A hugely pregnant pause filled the air as my wonder
at why I was here being told this grew to be almost unbearable. I could hear the crackle of the fire in the
spaces of this silence, as well as distant voices. I felt my eyes boring into him like I could see the answer
if I looked hard enough. He must have
felt my gaze, for he met my eyes shortly.
“We finished digging the vehicle out a little while
ago. Joe must have seen your old lady
and had put her in the backseat for safety.
We found her curled up there, like she was sleeping. There’s not a scratch on her.”

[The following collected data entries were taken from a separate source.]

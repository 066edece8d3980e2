//! Password attribute wire encoding.
//!
//! Active Directory only accepts writes to `unicodePwd` when the value is the password wrapped
//! in double quotes and encoded as UTF-16LE. The framing has to be exact: the directory compares
//! bytes, so a missing quote or a big-endian unit is rejected as a constraint violation.

/// Encodes a plaintext password for a password-attribute write.
///
/// The plaintext is surrounded with `"` and every UTF-16 code unit of the result is emitted
/// little-endian. Characters outside the BMP become surrogate pairs.
#[must_use]
pub fn encode_password(plaintext: &str) -> Vec<u8> {
    std::iter::once('"')
        .chain(plaintext.chars())
        .chain(std::iter::once('"'))
        .collect::<String>()
        .encode_utf16()
        .flat_map(u16::to_le_bytes)
        .collect()
}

My heart stopped an instant, thinking they were
going to tell me she was alive, but the priest spoke up quickly, seeing the way
my thoughts were headed.
“She was dead, but it doesn’t look like she suffered
any. She looked just like she went to
sleep and slipped off to heaven.”
Four pairs of eyes focused on me, awaiting the
reaction. I was even waiting to see
what it would be. With the greatest mix
of emotions I’ve ever felt, tears sprang from my eyes, a smile split my face,
and a torrent of hysterical yawps forced their way out my throat. I had no control over what I was doing, even
though I fought for it with every ounce of resolve. The men surrounding me allowed me to go through whatever I needed
to, giving me privacy by turning their backs and blocking me from view of
others in the area.
Very slowly I gained control of myself and the men
turned back to face me. They looked at
each other and nodded at the priest.
“We had heard about you from some of the guys
passing through, about how you were out there for this homeless woman. It’s been one of those stories that have
been circulating around the meal tables and rest areas.”
“We’ve taken to thinking about you as one of us.”

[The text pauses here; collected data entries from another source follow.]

//! Error types for password reset operations.
//!
//! Directory-facing failures carry enough context (operation, target DN or filter, bind identity)
//! to be diagnosed from the server log alone. None of them ever carries a secret.

use thiserror::Error;

/// Main error type for password reset operations.
#[derive(Error, Debug, Clone, PartialEq, Eq)]
pub enum Error {
    /// Missing or invalid configuration
    #[error("Configuration error: {0}")]
    ConfigError(String),

    /// The directory server could not be reached or the connection broke
    #[error("Connection to {server} failed: {message}")]
    ConnectionError {
        /// Directory server address
        server: String,
        /// Underlying failure
        message: String,
    },

    /// The directory rejected the bind
    #[error("Bind as `{identity}` rejected: {message}")]
    AuthenticationError {
        /// Identity that attempted the bind
        identity: String,
        /// Directory diagnostic
        message: String,
    },

    /// A search failed, either when issued or mid-stream
    #[error("Search under `{base}` with filter `{filter}` failed: {message}")]
    SearchError {
        /// Search base
        base: String,
        /// Search filter
        filter: String,
        /// Directory diagnostic
        message: String,
    },

    /// The directory rejected a modification
    #[error("Modify of `{dn}` failed: {message}")]
    ModifyError {
        /// Target entry
        dn: String,
        /// Directory diagnostic
        message: String,
    },

    /// Not enough distinct characters to build a password without repeats
    #[error("Cannot generate {requested} unique characters from a pool of {available}")]
    GenerationExhausted {
        /// Requested password length
        requested: usize,
        /// Number of distinct characters available
        available: usize,
    },

    /// A modification request violated its structural invariants
    #[error("Invalid modification request: {0}")]
    InvalidModification(String),

    /// Invalid request
    #[error("Invalid request: {0}")]
    InvalidRequest(String),
}

/// Specialized result type for password reset operations.
pub type Result<T> = std::result::Result<T, Error>;

impl Error {
    /// Returns the error code for this error type.
    #[must_use]
    pub fn error_code(&self) -> &'static str {
        match self {
            Self::ConfigError(_) => "CONFIG_ERROR",
            Self::ConnectionError { .. } => "CONNECTION_ERROR",
            Self::AuthenticationError { .. } => "AUTHENTICATION_ERROR",
            Self::SearchError { .. } => "SEARCH_ERROR",
            Self::ModifyError { .. } => "MODIFY_ERROR",
            Self::GenerationExhausted { .. } => "GENERATION_EXHAUSTED",
            Self::InvalidModification(_) => "INVALID_MODIFICATION",
            Self::InvalidRequest(_) => "INVALID_REQUEST",
        }
    }

    /// Message safe to hand to an untrusted caller.
    ///
    /// Only names the failing operation: no DN, filter, identity or directory diagnostic.
    #[must_use]
    pub fn public_message(&self) -> &'static str {
        match self {
            Self::ConfigError(_) => "password reset service is misconfigured",
            Self::ConnectionError { .. } => "directory service is unavailable",
            Self::AuthenticationError { .. } => "directory service rejected the service account",
            Self::SearchError { .. } => "directory search failed",
            Self::ModifyError { .. } => "directory update failed",
            Self::GenerationExhausted { .. } => "password generation failed",
            Self::InvalidModification(_) | Self::InvalidRequest(_) => {
                "password reset request could not be processed"
            }
        }
    }

    /// Returns true for failures of the directory infrastructure itself.
    #[must_use]
    pub const fn is_infrastructure(&self) -> bool {
        matches!(
            self,
            Self::ConnectionError { .. }
                | Self::AuthenticationError { .. }
                | Self::SearchError { .. }
                | Self::ModifyError { .. }
        )
    }

    /// Returns true if this error should be logged as a serious error.
    #[must_use]
    pub const fn should_log(&self) -> bool {
        !matches!(self, Self::InvalidRequest(_))
    }
}

// Conversions from external error types
impl From<url::ParseError> for Error {
    fn from(err: url::ParseError) -> Self {
        Self::ConfigError(format!("invalid directory URL: {err}"))
    }
}

impl From<validator::ValidationErrors> for Error {
    fn from(err: validator::ValidationErrors) -> Self {
        Self::ConfigError(err.to_string())
    }
}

the firefighter who brought me in said.
The others nodded their agreement.
The cop looked at me with compassion and another
look I can’t define. Maybe it was a
look of brotherhood.
“We thought
it only fitting that you help carry her out.” he said with a shaking
voice. “I think that’s the way Joe
would want it.”
My head nodded of its own volition, closer to a
tremor than a nod. They helped me to my
feet, put a hard hat on my head, and led me to the makeshift morgue. Such a small little bundle on the stretcher,
a little lump under the green bag. I
was handed the end of an American flag and assisted in covering her, then took
my place on her left and lifted the end of the stretcher. All the workers stopped what they were doing
as we passed them, uncovering and bowing their heads for a moment before
returning to their tasks.
As we passed through the barricades, I heard the
murmurs of the crowd build as they saw that I was one of the pallbearers. As we reached the ambulance and slid her
onto the waiting gurney, I could hear the questions being directed at me.
“Is that her?”
“Did they find her?” “Is this
the one?”
Over and over they asked in a multitude of ways,
looking for that miracle that would boost their own hopes. As I released my handle, I turned to the
crowd and wordlessly let them know that yes, it was Old Miss. Then just as wordlessly I shook the hands of
the other four men, then turned and headed for the train home.
It was over.
I wish I could say I went home and started a great charity for all the
forgotten lost of September 11th, but I just went home. I don’t know where they buried Old Miss, or
if she was buried. I believe that I did
her justice by getting her out of the wasteland, and whatever it was that
attracted me to her was not contained in her body. I think being able to know what happened has allowed her to take
a place in the corner of my heart, and I achieved a modicum of closure. And I think that’s the best I could ask for.